Homeschooling is very new to me - I would have said flat out 'no way' just a few short years ago - and I'm a bit of a keener, so despite the fact that it will be 2-3 years before I need to even register as a homeschooler in my province, I'm making things official by going to conventions, ordering (and sometimes using) curriculum and the latest - joining a Homeschool Co-operative. 

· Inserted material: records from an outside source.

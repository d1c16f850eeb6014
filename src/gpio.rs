use crate::lights::LightColor;
use crate::types::GpioConfig;
use anyhow::Result;
use tracing::{debug, info};

/// Six output lines, three per lane. Applying a phase drives every line low
/// and then raises exactly one line per lane.
pub trait LightBank {
    fn apply(&mut self, lane_a: LightColor, lane_b: LightColor) -> Result<()>;

    /// Best-effort safe state: all outputs low.
    fn all_off(&mut self) -> Result<()>;
}

pub fn open_bank(config: &GpioConfig) -> Result<Box<dyn LightBank>> {
    if config.mock {
        info!("Mock light bank selected (gpio.mock)");
        return Ok(Box::new(MockLightBank::default()));
    }
    open_hardware_bank(config)
}

#[cfg(target_os = "linux")]
fn open_hardware_bank(config: &GpioConfig) -> Result<Box<dyn LightBank>> {
    let bank = hardware::RpiLightBank::open(config)?;
    info!(
        "✓ GPIO light bank ready (BCM pins, lane A {:?} / lane B {:?})",
        config.lane_a.all(),
        config.lane_b.all()
    );
    Ok(Box::new(bank))
}

#[cfg(not(target_os = "linux"))]
fn open_hardware_bank(_config: &GpioConfig) -> Result<Box<dyn LightBank>> {
    tracing::warn!("GPIO hardware is unsupported on this platform; using the mock light bank");
    Ok(Box::new(MockLightBank::default()))
}

#[cfg(target_os = "linux")]
mod hardware {
    use super::LightBank;
    use crate::lights::LightColor;
    use crate::types::{GpioConfig, LanePins};
    use anyhow::{Context, Result};
    use rppal::gpio::{Gpio, OutputPin};

    pub struct RpiLightBank {
        lane_a: LaneOutputs,
        lane_b: LaneOutputs,
    }

    struct LaneOutputs {
        red: OutputPin,
        yellow: OutputPin,
        green: OutputPin,
    }

    impl LaneOutputs {
        fn open(gpio: &Gpio, pins: &LanePins) -> Result<Self> {
            let get = |pin: u8| {
                gpio.get(pin)
                    .with_context(|| format!("failed to claim BCM pin {}", pin))
            };
            Ok(Self {
                red: get(pins.red)?.into_output_low(),
                yellow: get(pins.yellow)?.into_output_low(),
                green: get(pins.green)?.into_output_low(),
            })
        }

        fn set(&mut self, color: LightColor) {
            self.off();
            match color {
                LightColor::Red => self.red.set_high(),
                LightColor::Yellow => self.yellow.set_high(),
                LightColor::Green => self.green.set_high(),
            }
        }

        fn off(&mut self) {
            self.red.set_low();
            self.yellow.set_low();
            self.green.set_low();
        }
    }

    impl RpiLightBank {
        pub fn open(config: &GpioConfig) -> Result<Self> {
            let gpio = Gpio::new().context("failed to open GPIO character device")?;
            Ok(Self {
                lane_a: LaneOutputs::open(&gpio, &config.lane_a)?,
                lane_b: LaneOutputs::open(&gpio, &config.lane_b)?,
            })
        }
    }

    impl LightBank for RpiLightBank {
        fn apply(&mut self, lane_a: LightColor, lane_b: LightColor) -> Result<()> {
            self.lane_a.set(lane_a);
            self.lane_b.set(lane_b);
            Ok(())
        }

        fn all_off(&mut self) -> Result<()> {
            self.lane_a.off();
            self.lane_b.off();
            Ok(())
        }
    }
}

/// Stand-in bank for development hosts and tests: records every applied
/// phase instead of touching pins.
#[derive(Debug, Default)]
pub struct MockLightBank {
    pub applied: Vec<(LightColor, LightColor)>,
}

impl LightBank for MockLightBank {
    fn apply(&mut self, lane_a: LightColor, lane_b: LightColor) -> Result<()> {
        debug!(
            "mock bank: lane A {} / lane B {}",
            lane_a.as_str(),
            lane_b.as_str()
        );
        self.applied.push((lane_a, lane_b));
        Ok(())
    }

    fn all_off(&mut self) -> Result<()> {
        debug!(
            "mock bank: all outputs low ({} phase(s) applied)",
            self.applied.len()
        );
        Ok(())
    }
}
// src/main.rs

mod camera;
mod config;
mod detection;
mod gpio;
mod lane_counter;
mod lights;
mod types;
mod video_out;

use anyhow::Result;
use camera::Camera;
use detection::VehicleDetector;
use gpio::LightBank;
use lights::TimingPlan;
use std::sync::atomic::{AtomicBool, Ordering};
use std::sync::Arc;
use std::time::{Duration, Instant};
use tracing::{debug, error, info, warn};
use types::Config;
use video_out::VideoSink;

#[derive(Debug, Default)]
struct RunStats {
    frames_captured: u64,
    frames_inferred: u64,
    vehicles_lane_a: usize,
    vehicles_lane_b: usize,
    cycles_completed: u64,
}

fn main() -> Result<()> {
    let config_path = std::env::args()
        .nth(1)
        .unwrap_or_else(|| "config.yaml".to_string());
    let config = Config::load(&config_path)?;

    tracing_subscriber::fmt()
        .with_env_filter(format!("traffic_lights={},ort=warn", config.logging.level))
        .init();

    info!("🚦 Adaptive Traffic Light Controller starting");
    info!("✓ Configuration loaded from {}", config_path);

    let stop = Arc::new(AtomicBool::new(false));
    {
        let stop = stop.clone();
        ctrlc::set_handler(move || {
            stop.store(true, Ordering::SeqCst);
        })?;
    }

    let mut camera = match Camera::open(&config.camera) {
        Ok(camera) => camera,
        Err(e) => {
            error!("Error configuring camera: {:#}", e);
            std::process::exit(1);
        }
    };

    let mut detector = match VehicleDetector::new(&config.model) {
        Ok(detector) => detector,
        Err(e) => {
            error!("Error loading detection model: {:#}", e);
            std::process::exit(1);
        }
    };

    let mut bank = gpio::open_bank(&config.gpio)?;
    let mut sink = VideoSink::create(&config.video, camera.width, camera.height, camera.fps)?;

    info!("Camera started, recording... Press Ctrl+C to stop.");

    let started = Instant::now();
    let result = run_loop(
        &config,
        &mut camera,
        &mut detector,
        bank.as_mut(),
        sink.as_mut(),
        &stop,
        started,
    );

    // Safe state and sink release happen on every exit path.
    if let Err(e) = bank.all_off() {
        warn!("failed to reset outputs to the safe state: {:#}", e);
    }
    if let Some(ref mut sink) = sink {
        if let Err(e) = sink.release() {
            warn!("failed to finalize the output video: {:#}", e);
        }
    }

    let stats = result?;
    let elapsed = started.elapsed().as_secs_f64();

    info!("📊 Final Report:");
    info!("  Frames captured: {}", stats.frames_captured);
    info!("  Frames inferred: {}", stats.frames_inferred);
    info!(
        "  Vehicles counted: {} lane A / {} lane B",
        stats.vehicles_lane_a, stats.vehicles_lane_b
    );
    info!("  Signal cycles completed: {}", stats.cycles_completed);
    if elapsed > 0.0 {
        info!(
            "  Capture rate: {:.1} FPS over {:.1}s",
            stats.frames_captured as f64 / elapsed,
            elapsed
        );
    }
    if config.video.save_annotated {
        info!("Recording stopped, video saved to {}", config.video.output_path);
    }

    Ok(())
}

fn run_loop(
    config: &Config,
    camera: &mut Camera,
    detector: &mut VehicleDetector,
    bank: &mut dyn LightBank,
    mut sink: Option<&mut VideoSink>,
    stop: &AtomicBool,
    started: Instant,
) -> Result<RunStats> {
    let mut stats = RunStats::default();
    let max_runtime = config.video.max_runtime_seconds.map(Duration::from_secs);

    while !stop.load(Ordering::SeqCst) {
        if let Some(limit) = max_runtime {
            if started.elapsed() >= limit {
                info!("Runtime budget of {}s reached, stopping", limit.as_secs());
                break;
            }
        }

        let frame = camera.read_frame()?;
        stats.frames_captured += 1;

        // Only every Nth frame is inferred; the rest pass straight through.
        if stats.frames_captured % config.detection.inference_interval != 0 {
            if let Some(sink) = sink.as_deref_mut() {
                sink.write_raw(&frame)?;
            }
            continue;
        }

        debug!(
            "inferring frame {} at {:.0} ms",
            stats.frames_captured, frame.timestamp_ms
        );
        let detections = detector.detect(&frame)?;
        stats.frames_inferred += 1;

        let counts = lane_counter::count_lanes(&detections, frame.width);
        stats.vehicles_lane_a += counts.lane_a;
        stats.vehicles_lane_b += counts.lane_b;

        let plan = TimingPlan::from_counts(&counts, &config.timing);
        info!(
            "Lane A: {} cars, green for {:.1}s | Lane B: {} cars, green for {:.1}s",
            counts.lane_a,
            plan.green_a.as_secs_f64(),
            counts.lane_b,
            plan.green_b.as_secs_f64()
        );

        if lights::run_cycle(bank, &plan, stop)? {
            stats.cycles_completed += 1;
        }

        if let Some(sink) = sink.as_deref_mut() {
            sink.write_annotated(&frame, &detections, &counts)?;
        }
    }

    if stop.load(Ordering::SeqCst) {
        info!("Interrupt received, stopping...");
    }

    Ok(stats)
}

I fell into this co-op kind of accidentally, when a friend was seeking out children who were the same age as her early homeschooler to arrange activities and field trips with. A sort of 'classroom' if you will of children who have the opportunity to get to know each other by meeting regularly and learning together.  Her stated age range was 5-8 (early homeschoolers), and since my girls are only 2 (since yesterday!) and not-yet-4, I feel a bit like a weaseled my way in. My friend, however, also has children who are exactly my daughters' ages as well as one who is younger, so I knew they would not be out of place. After our first meeting, I was happy to learn that there were many more children within the group who fell into my daughters' age group, and so our group will be sensitive to their ages, as well as occasionally planning events and activities that divide the babies and toddlers from the older children.  Having a large group of Moms with the same stated goal gives us a lot of people to rotate teaching, planning, and even occasionally babysitting the little ones.  

For our first event with all the kiddo's, we planned to meet at the local zoo.  There is a large playground just outside the gates, where we let the kids run for the hour before the zoo opened for the day, and then we all packed up the kids and toured the zoo together. 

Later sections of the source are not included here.